Saved data entries:
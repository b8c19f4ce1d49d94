//! Storage abstraction for leads.
//!
//! [`LeadStore`] is the only interface the API sees. Two backends implement
//! it: [`MemoryLeadStore`] (volatile, per process) and [`PgLeadStore`]
//! (durable, Postgres). [`open_store`] picks one at startup from the presence
//! of a database URL; the choice is fixed for the life of the process.

use std::sync::Arc;

use async_trait::async_trait;
use automind_core::lead::{Lead, NewLead};
use serde::Serialize;

pub mod memory;
pub mod postgres;

pub use memory::MemoryLeadStore;
pub use postgres::PgLeadStore;

#[derive(Debug, thiserror::Error)]
pub enum StoreError {
    #[error("Database error: {0}")]
    Database(#[from] sqlx::Error),

    #[error("Migration error: {0}")]
    Migration(#[from] sqlx::migrate::MigrateError),
}

/// Which backend a store uses.
#[derive(Debug, Clone, Copy, PartialEq, Eq, Serialize)]
#[serde(rename_all = "lowercase")]
pub enum StorageBackend {
    Volatile,
    Durable,
}

impl StorageBackend {
    pub fn as_str(self) -> &'static str {
        match self {
            Self::Volatile => "volatile",
            Self::Durable => "durable",
        }
    }
}

/// Persists and retrieves leads.
#[async_trait]
pub trait LeadStore: Send + Sync {
    /// Store a validated payload under a fresh id and creation timestamp.
    async fn create_lead(&self, input: NewLead) -> Result<Lead, StoreError>;

    /// Fetch one lead. `Ok(None)` when no lead has this id, including ids
    /// that are not valid UUIDs.
    async fn get_lead(&self, id: &str) -> Result<Option<Lead>, StoreError>;

    /// All leads, `created_at` descending, most recent insert first on ties.
    async fn get_all_leads(&self) -> Result<Vec<Lead>, StoreError>;

    fn backend(&self) -> StorageBackend;

    async fn health_check(&self) -> Result<(), StoreError> {
        Ok(())
    }
}

/// Build the store for this process.
///
/// With a database URL: connect, verify, and migrate, failing on any error
/// so the server never starts half-initialised. Without one: an empty
/// in-memory store.
pub async fn open_store(database_url: Option<&str>) -> Result<Arc<dyn LeadStore>, StoreError> {
    match database_url {
        Some(url) => {
            let store = PgLeadStore::connect(url).await?;
            Ok(Arc::new(store))
        }
        None => {
            tracing::warn!("DATABASE_URL not set, leads are kept in memory and lost on restart");
            Ok(Arc::new(MemoryLeadStore::new()))
        }
    }
}
//! Catch-all responses: the API 404 and the status payload shown when no
//! frontend build is present.

use axum::extract::State;
use axum::http::{StatusCode, Uri};
use axum::response::IntoResponse;
use axum::Json;
use serde_json::json;

use crate::state::AppState;

/// Any unmatched path under `/api`.
pub async fn api_not_found(uri: Uri) -> impl IntoResponse {
    tracing::debug!(path = %uri.path(), "No API route");
    (
        StatusCode::NOT_FOUND,
        Json(json!({
            "message": format!("No API route for {}", uri.path()),
            "code": "NOT_FOUND",
        })),
    )
}

/// Non-API paths when there is no built frontend to serve.
pub async fn status_payload(State(state): State<AppState>) -> impl IntoResponse {
    Json(json!({
        "name": "automind-api",
        "status": "running",
        "version": env!("CARGO_PKG_VERSION"),
        "storage": state.store.backend(),
        "endpoints": [
            "GET /health",
            "POST /api/leads",
            "GET /api/leads",
            "GET /api/leads/{id}",
        ],
    }))
}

> **WHAT THIS TASK INVOLVES**
For the records above, state the number of lines that include the string "connect" and add nothing.

> **FINISHED EXERCISE**
2